The Polisario could return to the armed struggle

United Nations Secretary General Kofi Annan has called both sides in the 
conflict over the future of Western Sahara to support a new plan for long 
term peace in the disputed territory. 
In a report to the UN Security Council, Mr Annan called on the Polisario 
Front, who represent the indigenous Saharawi people, to accept a delay to a 
planned referendum on independence from Morocco in return for substantial 
autonomy. 



It is high time to settle the dispute over Western Sahara ... [to] enable all 
its people to look to a better future
 
Kofi Annan  
The plan, which also calls for five months of direct negotiations between the 
two sides, represents a last-ditch attempt to resolve the 26-year impasse 
over the region's status. 

Despite hopes of a breakthrough, Polisario has rejected the plan, drawn up by 
former US Secretary of State James Baker, as a "Moroccan proposal", and not 
one that is mutually acceptable. 

On Friday, spokesman Ibrahim Mokhtar said: "To give us an autonomy... we have 
to be first part of [Morocco] and we are not part of [it]." 
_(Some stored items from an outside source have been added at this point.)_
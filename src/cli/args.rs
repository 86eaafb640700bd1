//! Command-line argument definitions

use std::path::PathBuf;

use clap::Args;

/// Arguments for the encode command
#[derive(Args, Debug)]
pub struct EncodeArgs {
    /// Input video file path
    #[arg(short, long)]
    pub input: String,

    /// Target output size in megabytes
    #[arg(long, allow_negative_numbers = true)]
    pub size: f64,

    /// Clip start (SS, MM:SS or HH:MM:SS, optional .fraction)
    #[arg(short, long, default_value = "0")]
    pub start: String,

    /// Clip end (SS, MM:SS or HH:MM:SS, optional .fraction)
    #[arg(short, long)]
    pub end: String,

    /// Output file path
    #[arg(short, long)]
    pub output: PathBuf,

    /// Print the encode report as JSON
    #[arg(long)]
    pub json: bool,

    /// Base encoder arguments, replacing the configured template
    #[arg(last = true)]
    pub base_args: Vec<String>,
}

/// Arguments for the bitrate command
#[derive(Args, Debug)]
pub struct BitrateArgs {
    /// Target output size in megabytes
    #[arg(long, allow_negative_numbers = true)]
    pub size: f64,

    /// Clip length (SS, MM:SS or HH:MM:SS)
    #[arg(short, long, required_unless_present = "end", conflicts_with = "end")]
    pub duration: Option<String>,

    /// Clip start, used with --end
    #[arg(short, long, default_value = "0")]
    pub start: String,

    /// Clip end, used with --start
    #[arg(short, long)]
    pub end: Option<String>,
}

/// Arguments for the timestamp command
#[derive(Args, Debug)]
pub struct TimestampArgs {
    /// Timestamps to normalize
    #[arg(required = true)]
    pub timestamps: Vec<String>,
}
Mr Mokhtar said he believed such a proposal did not respect the rights of the 
people in Western Sahara. 

War threat 

He also warned that if the plan was put into action then the Polisario Front 
could restart the armed struggled that it abandoned after a ceasefire 
agreement with Morocco in 1991. 



The 1991 ceasefire has not yet resulted in a referendum
 
"What alternative do we have? Do you want us to die in the refugee camps?" Mr 
Mokhtar said. 

About 160,000 Saharawis have spent most of the last 26 years living in 
refugee camps in an inhospitable desert area. 
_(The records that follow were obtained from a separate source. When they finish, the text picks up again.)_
// Domain models - Core types and data structures

use std::fmt;
use std::path::{Path, PathBuf};

use serde::Serialize;

use crate::error::{SizeFitError, SizeFitResult};
use crate::planner::{Bitrate, SizeTarget};
use crate::utils::time::{CanonicalTimestamp, TimeParser};

/// Clip boundaries as entered by the user, with their whole-second values
#[derive(Debug, Clone, PartialEq, Serialize)]
pub struct ClipRange {
    pub start: CanonicalTimestamp,
    pub end: CanonicalTimestamp,
    pub start_seconds: f64,
    pub end_seconds: f64,
}

impl ClipRange {
    /// Parse both timestamps. The range must have a positive duration.
    pub fn from_timestamps(start: &str, end: &str) -> SizeFitResult<Self> {
        let parser = TimeParser::new();
        let start_seconds = parser.parse_duration(start)?;
        let end_seconds = parser.parse_duration(end)?;

        let duration = end_seconds - start_seconds;
        if duration <= 0.0 {
            return Err(SizeFitError::InvalidDuration { seconds: duration });
        }

        Ok(Self {
            start: parser.normalize_timestamp(start),
            end: parser.normalize_timestamp(end),
            start_seconds,
            end_seconds,
        })
    }

    /// Clip length in whole seconds
    pub fn duration_seconds(&self) -> f64 {
        self.end_seconds - self.start_seconds
    }
}

/// Everything one encode request needs. Built once and never mutated.
#[derive(Debug, Clone, PartialEq, Serialize)]
pub struct EncodeCommand {
    base_args: Vec<String>,
    output_path: PathBuf,
    bitrate: Bitrate,
    target: Option<SizeTarget>,
}

impl EncodeCommand {
    pub fn new(
        base_args: Vec<String>,
        output_path: impl Into<PathBuf>,
        bitrate: Bitrate,
    ) -> SizeFitResult<Self> {
        let output_path = output_path.into();
        if output_path.as_os_str().is_empty() {
            return Err(SizeFitError::config("output path cannot be empty"));
        }

        Ok(Self {
            base_args,
            output_path,
            bitrate,
            target: None,
        })
    }

    /// Remember the size target so the finished artifact can be checked against it
    pub fn with_target(mut self, target: SizeTarget) -> Self {
        self.target = Some(target);
        self
    }

    pub fn base_args(&self) -> &[String] {
        &self.base_args
    }

    pub fn output_path(&self) -> &Path {
        &self.output_path
    }

    pub fn bitrate(&self) -> Bitrate {
        self.bitrate
    }

    pub fn target(&self) -> Option<SizeTarget> {
        self.target
    }
}

/// Which of the two encoder passes an invocation is
#[derive(Debug, Clone, Copy, PartialEq, Eq, Hash, Serialize)]
#[serde(rename_all = "lowercase")]
pub enum PassIndex {
    First,
    Second,
}

impl PassIndex {
    /// Value for the encoder's `-pass` flag
    pub fn number(&self) -> u8 {
        match self {
            PassIndex::First => 1,
            PassIndex::Second => 2,
        }
    }
}

impl fmt::Display for PassIndex {
    fn fmt(&self, f: &mut fmt::Formatter<'_>) -> fmt::Result {
        write!(f, "pass {}", self.number())
    }
}

/// A fully built encoder process invocation
#[derive(Debug, Clone, PartialEq, Eq)]
pub struct PassInvocation {
    pub pass: PassIndex,
    pub args: Vec<String>,
    pub working_dir: PathBuf,
}

/// Exit status and captured output of one encoder pass
#[derive(Debug, Clone, PartialEq, Eq, Serialize)]
pub struct PassResult {
    pub pass: PassIndex,
    /// `None` when the process was terminated by a signal
    pub exit_code: Option<i32>,
    pub success: bool,
    #[serde(skip_serializing_if = "Option::is_none")]
    pub stdout: Option<String>,
    #[serde(skip_serializing_if = "Option::is_none")]
    pub stderr: Option<String>,
}

impl PassResult {
    pub fn succeeded(pass: PassIndex) -> Self {
        Self {
            pass,
            exit_code: Some(0),
            success: true,
            stdout: None,
            stderr: None,
        }
    }

    pub fn failed(pass: PassIndex, exit_code: Option<i32>, stderr: impl Into<String>) -> Self {
        let stderr = stderr.into();
        Self {
            pass,
            exit_code,
            success: false,
            stdout: None,
            stderr: (!stderr.is_empty()).then_some(stderr),
        }
    }

    /// Last `lines` lines of stderr joined with `"; "`
    pub fn stderr_tail(&self, lines: usize) -> String {
        let Some(stderr) = self.stderr.as_deref() else {
            return String::new();
        };
        let mut tail: Vec<&str> = stderr
            .lines()
            .rev()
            .filter(|line| !line.trim().is_empty())
            .take(lines)
            .collect();
        tail.reverse();
        tail.join("; ")
    }
}

/// Final verdict of an encode request
#[derive(Debug, Clone, Copy, PartialEq, Eq, Serialize)]
#[serde(rename_all = "lowercase")]
pub enum EncodeOutcome {
    Succeeded,
    Failed,
}

/// Lifecycle of one encode request: `Idle -> Pass1Running -> Pass2Running -> Succeeded | Failed`
#[derive(Debug, Clone, Copy, PartialEq, Eq)]
pub enum EncodeState {
    Idle,
    Pass1Running,
    Pass2Running,
    Succeeded,
    Failed,
}

impl EncodeState {
    pub fn can_transition_to(&self, next: EncodeState) -> bool {
        matches!(
            (self, next),
            (EncodeState::Idle, EncodeState::Pass1Running)
                | (EncodeState::Idle, EncodeState::Failed)
                | (EncodeState::Pass1Running, EncodeState::Pass2Running)
                | (EncodeState::Pass1Running, EncodeState::Failed)
                | (EncodeState::Pass2Running, EncodeState::Succeeded)
                | (EncodeState::Pass2Running, EncodeState::Failed)
        )
    }

    pub fn is_terminal(&self) -> bool {
        matches!(self, EncodeState::Succeeded | EncodeState::Failed)
    }
}

/// Output artifact measurement, only present after a successful pass 2
#[derive(Debug, Clone, Copy, PartialEq, Serialize)]
pub struct OutputSize {
    pub kilobytes: f64,
    #[serde(skip_serializing_if = "Option::is_none")]
    pub within_budget: Option<bool>,
}

/// What an encode request produced
#[derive(Debug, Clone, PartialEq, Serialize)]
pub struct EncodeReport {
    pub output_path: PathBuf,
    pub bitrate: Bitrate,
    pub outcome: EncodeOutcome,
    pub pass1: PassResult,
    pub pass2: PassResult,
    #[serde(skip_serializing_if = "Option::is_none")]
    pub output_size: Option<OutputSize>,
    pub elapsed_ms: u64,
}

impl EncodeReport {
    pub fn is_success(&self) -> bool {
        self.outcome == EncodeOutcome::Succeeded
    }

    /// Pass 1 failed but pass 2 was still attempted
    pub fn pass1_degraded(&self) -> bool {
        !self.pass1.success
    }

    /// Turn a failed outcome into [`SizeFitError::EncodeFailed`]
    pub fn into_result(self) -> SizeFitResult<Self> {
        match self.outcome {
            EncodeOutcome::Succeeded => Ok(self),
            EncodeOutcome::Failed => Err(SizeFitError::EncodeFailed {
                code: self.pass2.exit_code,
                stderr: self.pass2.stderr_tail(3),
                pass1_degraded: self.pass1_degraded(),
            }),
        }
    }
}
The status of Western Sahara has been in dispute since the colonial power 
Spain left the territory in 1975. 

Struggle 

On 27 February 1976 the Polisario Front set up what was in effect a 
government. 

For the next 15 years, it fought a guerrilla war against Morocco which 
occupies most of Western Sahara. 



Polisario say they keep people in tents to give them hope of return
 
The 1991 ceasefire offered the promise of a political settlement. 

However, a UN-sponsored referendum to decide whether Western Sahara should 
become independent or integrated into Morocco has never been held, nine years 
after it was planned. 

The process became bogged down by continuing disagreement over who should be 
allowed to vote and an appeals process.